Aim of the task:
Set the following entries down again exactly, line by line.

Supplied records:
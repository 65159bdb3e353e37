//! Event row model. Slots and attendance are embedded as JSONB.

use openmic_core::event::{Address, Attendance, Event, GeoPoint, TimeSlot};
use openmic_core::types::{DbId, Timestamp};
use sqlx::FromRow;
use sqlx::types::Json;

use super::decode_error;

/// A row from the `events` table.
#[derive(Debug, Clone, FromRow)]
pub struct EventRow {
    pub id: DbId,
    pub host_id: DbId,
    pub name: String,
    pub description: String,
    pub venue: String,
    pub address: Json<Address>,
    pub longitude: f64,
    pub latitude: f64,
    pub event_date: Timestamp,
    pub start_time: Timestamp,
    pub end_time: Timestamp,
    pub image: Option<String>,
    pub status: String,
    pub time_slots: Json<Vec<TimeSlot>>,
    pub attendees: Json<Vec<Attendance>>,
    pub version: i64,
    pub created_at: Timestamp,
    pub updated_at: Timestamp,
}

impl TryFrom<EventRow> for Event {
    type Error = sqlx::Error;

    fn try_from(row: EventRow) -> Result<Self, Self::Error> {
        Ok(Event {
            id: row.id,
            host_id: row.host_id,
            name: row.name,
            description: row.description,
            venue: row.venue,
            address: row.address.0,
            location: GeoPoint {
                longitude: row.longitude,
                latitude: row.latitude,
            },
            date: row.event_date,
            start_time: row.start_time,
            end_time: row.end_time,
            image: row.image,
            status: row.status.parse().map_err(decode_error)?,
            time_slots: row.time_slots.0,
            attendees: row.attendees.0,
            version: row.version,
            created_at: row.created_at,
            updated_at: row.updated_at,
        })
    }
}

Output for this exercise:
repository 65159bdb3e353e37
//! Event row model. Slots and attendance are embedded as JSONB.

use openmic_core::event::{Address, Attendance, Event, GeoPoint, TimeSlot};
use openmic_core::types::{DbId, Timestamp};
use sqlx::FromRow;
use sqlx::types::Json;

use super::decode_error;

/// A row from the `events` table.
#[derive(Debug, Clone, FromRow)]
pub struct EventRow {
    pub id: DbId,
    pub host_id: DbId,
    pub name: String,
    pub description: String,
    pub venue: String,
    pub address: Json<Address>,
    pub longitude: f64,
    pub latitude: f64,
    pub event_date: Timestamp,
    pub start_time: Timestamp,
    pub end_time: Timestamp,
    pub image: Option<String>,
    pub status: String,
    pub time_slots: Json<Vec<TimeSlot>>,
    pub attendees: Json<Vec<Attendance>>,
    pub version: i64,
    pub created_at: Timestamp,
    pub updated_at: Timestamp,
}

impl TryFrom<EventRow> for Event {
    type Error = sqlx::Error;

    fn try_from(row: EventRow) -> Result<Self, Self::Error> {
        Ok(Event {
            id: row.id,
            host_id: row.host_id,
            name: row.name,
            description: row.description,
            venue: row.venue,
            address: row.address.0,
            location: GeoPoint {
                longitude: row.longitude,
                latitude: row.latitude,
            },
            date: row.event_date,
            start_time: row.start_time,
            end_time: row.end_time,
            image: row.image,
            status: row.status.parse().map_err(decode_error)?,
            time_slots: row.time_slots.0,
            attendees: row.attendees.0,
            version: row.version,
            created_at: row.created_at,
            updated_at: row.updated_at,
        })
    }
}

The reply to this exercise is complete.